Shermer, of course, much like Harris, thinks that we can best achieve human flourishing and survival by economic means, and in his essay gives us a brief rundown on the achievements of what amounts to welfare economics. He gives us some rough figures of the reduction in polio cases over the years 1988 to 2012, and then asks:

Is that a moral good? Ask the 350,000 polio victims [in 1988].

Now, no doubt much moral good went into the achievement of the result, but whether the result itself is a moral good we may question. It is a social good, certainly, and the outcome of much moral good by individuals. But the actual reduction of numbers of polio cases from 350,000 to 222 is not, by ordinary measures, what we think of as a moral good. It is a social good which is the outcome of a great deal of hard work and dedication by many people, many of whom were driven by moral considerations. If this had happened by purely natural means, as is quite conceivable, its goodness would have no clear relation to morality at all.

This is a problem which, I fear, goes right to the heart of the scientific understanding of morality. Let’s take another case which was just brought to my attention by an email. In a response to my last post – ”Uncle Eric goes all scientistic, argues for “ways of knowing” other than science” — Jerry Coyne points out that,

If you think abortion is wrong because fetuses feel pain, science can in principle investigate that. If you think that torture is wrong because in no case can the suffering of one individual prevent the suffering of many, that’s amenable to investigation, too.

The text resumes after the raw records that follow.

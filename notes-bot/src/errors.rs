use reqwest::StatusCode;

pub type Result<T> = std::result::Result<T, Error>;

#[derive(thiserror::Error, Debug)]
pub enum Error {
    #[error("telegram: {0}")]
    Telegram(String),
    #[error(transparent)]
    Http(#[from] reqwest::Error),
    #[error("notes api responded with {0}")]
    Status(StatusCode),
}
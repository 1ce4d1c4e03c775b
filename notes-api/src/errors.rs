use std::sync::{Arc, OnceLock};

use axum::{
    extract::{
        rejection::{JsonRejection, PathRejection},
        Request,
    },
    http::{header::WWW_AUTHENTICATE, HeaderValue, StatusCode},
    middleware::Next,
    response::{IntoResponse, Response},
};
use axum_extra::extract::QueryRejection;
use serde::Serialize;

use crate::{auth::token, db, error_responses};

pub use response::ErrorResponse;

pub type Result<T> = std::result::Result<T, Error>;

#[derive(thiserror::Error, Debug)]
pub enum Error {
    #[error("not_found")]
    NotFound(String),

    // auth
    #[error("unauthenticated")]
    Unauthenticated,
    #[error("invalid_credentials: {0}")]
    InvalidCredentials(String),
    #[error("inactive_user")]
    InactiveUser,
    #[error("bad_credentials: {0}")]
    BadCredentials(String),
    #[error("conflict: {0}")]
    Conflict(String),

    // validation
    #[error("validation: {0}")]
    Validation(String),
    #[error("validation")]
    JsonValidation(#[from] JsonRejection),
    #[error("validation")]
    QueryValidation(#[from] QueryRejection),
    #[error("validation")]
    PathValidation(#[from] PathRejection),

    #[error(transparent)]
    DB(db::Error),

    #[error("unexpected: {0}")]
    Unexpected(String),
}

impl From<db::Error> for Error {
    fn from(error: db::Error) -> Self {
        match error {
            db::Error::NotFound(msg) => Self::NotFound(msg),
            db::Error::Conflict(msg) => Self::Conflict(msg),
            error => Self::DB(error),
        }
    }
}

impl From<token::Error> for Error {
    fn from(error: token::Error) -> Self {
        match error {
            token::Error::Encode(err) => Self::Unexpected(err.to_string()),
            error => Self::InvalidCredentials(error.to_string()),
        }
    }
}

/// crate::Error <--> tokio_rusqlite::Error
///
/// Lets domain errors raised inside a `db.call` closure come back out unchanged.
pub mod db_mappers {
    use super::*;
    use crate::db::{rusqlite, tokio_rusqlite};

    impl From<tokio_rusqlite::Error> for Error {
        fn from(error: tokio_rusqlite::Error) -> Self {
            match error {
                tokio_rusqlite::Error::Other(err) => match err.downcast::<Error>() {
                    Ok(error) => *error,
                    Err(err) => Error::DB(tokio_rusqlite::Error::Other(err).into()),
                },
                error => Error::DB(error.into()).normalize(),
            }
        }
    }

    impl From<rusqlite::Error> for Error {
        fn from(error: rusqlite::Error) -> Self {
            Error::DB(error.into()).normalize()
        }
    }

    impl From<Error> for tokio_rusqlite::Error {
        fn from(error: Error) -> Self {
            tokio_rusqlite::Error::Other(error.into())
        }
    }

    impl Error {
        fn normalize(self) -> Self {
            match self {
                Error::DB(db::Error::NotFound(msg)) => Error::NotFound(msg),
                Error::DB(db::Error::Conflict(msg)) => Error::Conflict(msg),
                error => error,
            }
        }
    }
}

// Response

error_responses! {
    not_found: 404,
    validation: 400,
    json_validation: 400,
    query_validation: 400,
    path_validation: 400,
    conflict: 400,
    bad_credentials: 400,
    inactive_user: 400,
    unauthenticated: 401,
    invalid_credentials: 401,
    unexpected: 500
}

impl From<&Error> for ErrorResponse {
    fn from(error: &Error) -> Self {
        let errors = errors();
        match error {
            Error::NotFound(message) => errors.not_found.with_message(message),
            Error::Unauthenticated => errors.unauthenticated.with_message("Not authenticated"),
            Error::InvalidCredentials(message) => errors.invalid_credentials.with_message(message),
            Error::InactiveUser => errors.inactive_user.with_message("Inactive user"),
            Error::BadCredentials(message) => errors.bad_credentials.with_message(message),
            Error::Conflict(message) => errors.conflict.with_message(message),
            Error::Validation(message) => errors.validation.with_message(message),
            Error::JsonValidation(error) => errors.json_validation.with_message(error.body_text()),
            Error::QueryValidation(error) => errors.query_validation.with_message(error.to_string()),
            Error::PathValidation(error) => errors.path_validation.with_message(error.body_text()),
            Error::DB(_) | Error::Unexpected(_) => errors.unexpected.with_message("Unexpected"),
        }
    }
}

impl IntoResponse for Error {
    fn into_response(self) -> axum::response::Response {
        let error = Arc::new(self);

        let error_res = ErrorResponse::from(error.as_ref());
        let status = StatusCode::from_u16(error_res.status).unwrap_or(StatusCode::INTERNAL_SERVER_ERROR);

        let mut res = axum::Json(error_res).into_response();
        res.extensions_mut().insert(error);

        *res.status_mut() = status;
        if status == StatusCode::UNAUTHORIZED {
            res.headers_mut()
                .insert(WWW_AUTHENTICATE, HeaderValue::from_static("Bearer"));
        }
        res
    }
}

pub async fn on_error(request: Request, next: Next) -> Response {
    let response = next.run(request).await;

    let error = response.extensions().get::<Arc<Error>>().map(Arc::as_ref);
    if let Some(error) = error {
        match error {
            Error::DB(_) | Error::Unexpected(_) => tracing::error!("{:?}", error),
            error => tracing::debug!("{:?}", error),
        }
    }

    response
}

mod response {
    use schemars::JsonSchema;

    use super::*;

    #[derive(Debug, Serialize, Clone, Default, JsonSchema)]
    pub struct ErrorResponse {
        pub error: String,
        pub message: Option<String>,
        pub status: u16,
    }

    impl ErrorResponse {
        pub fn new(error: impl Into<String>, status: u16) -> Self {
            Self {
                error: error.into(),
                status,
                ..Default::default()
            }
        }

        pub fn with_message(&self, message: impl Into<String>) -> Self {
            let mut res = self.clone();
            res.message = Some(message.into());
            res
        }
    }

    /// Typed responses, one per error code
    /// ```rust
    /// error_responses! {
    ///     not_found: 404,
    ///     unexpected: 500
    /// }
    ///
    /// impl From<&Error> for ErrorResponse {
    ///     fn from(error: &Error) -> Self {
    ///     let errors = errors(); // <- from macro
    ///     match error {
    ///         Error::NotFound(message) => errors.not_found.with_message(message),
    ///         Error::Unexpected(message) => errors.unexpected.with_message(message),
    ///     }
    /// }
    /// ```
    #[macro_export]
    macro_rules! error_responses {
        (
            $($name:ident: $code:expr),* $(,)?
        ) => {
            #[derive(Debug, Clone, Serialize)]
            struct Responses {
                $(
                    $name: ErrorResponse,
                )*
            }

            static ERRORS: OnceLock<Responses> = OnceLock::new();

            fn errors() -> &'static Responses {
                ERRORS.get_or_init(|| Responses {
                    $(
                        $name: ErrorResponse::new(stringify!($name), $code),
                    )*
                })
            }
        };
    }
}

#[cfg(test)]
mod tests {
    use super::*;

    #[test]
    fn error_codes_and_statuses() {
        let res = ErrorResponse::from(&Error::NotFound("Note not found".into()));
        assert_eq!(res.error, "not_found");
        assert_eq!(res.status, 404);
        assert_eq!(res.message.as_deref(), Some("Note not found"));

        let res = ErrorResponse::from(&Error::Unauthenticated);
        assert_eq!((res.error.as_str(), res.status), ("unauthenticated", 401));

        let res = ErrorResponse::from(&Error::Conflict("User already exists".into()));
        assert_eq!((res.error.as_str(), res.status), ("conflict", 400));
    }

    #[test]
    fn unauthorized_carries_challenge() {
        let res = Error::InvalidCredentials("Token expired".into()).into_response();
        assert_eq!(res.status(), StatusCode::UNAUTHORIZED);
        assert_eq!(res.headers().get(WWW_AUTHENTICATE).unwrap(), "Bearer");
    }

    #[test]
    fn domain_errors_survive_db_calls() {
        let wrapped = db::tokio_rusqlite::Error::from(Error::NotFound("Note not found".into()));
        assert!(matches!(Error::from(wrapped), Error::NotFound(msg) if msg == "Note not found"));

        let missing = db::tokio_rusqlite::Error::Rusqlite(db::rusqlite::Error::QueryReturnedNoRows);
        assert!(matches!(Error::from(missing), Error::NotFound(_)));
    }
}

But in neither case would the scientist be examining the morality of action. Certainly, science can in principle investigate whether or not foetuses feel pain, but determining that does not in fact determine whether or not abortion is right or wrong. The same goes for torture. If torture is wrong it is likely to be wrong whatever the outcome of torture is. Even if torturing Al Qaeda members ended in the capture of high ranking Al Qaeda leaders, this would not show that torturing people is not wrong.

Far more serious, however, is Jerry’s belief that I argued for “ways of knowing” other than science. Indeed, in the post in question I say, explicitly, that

I have, to start with, to say that I do not find this language [of "ways of knowing"] useful, for it either includes too much or too little.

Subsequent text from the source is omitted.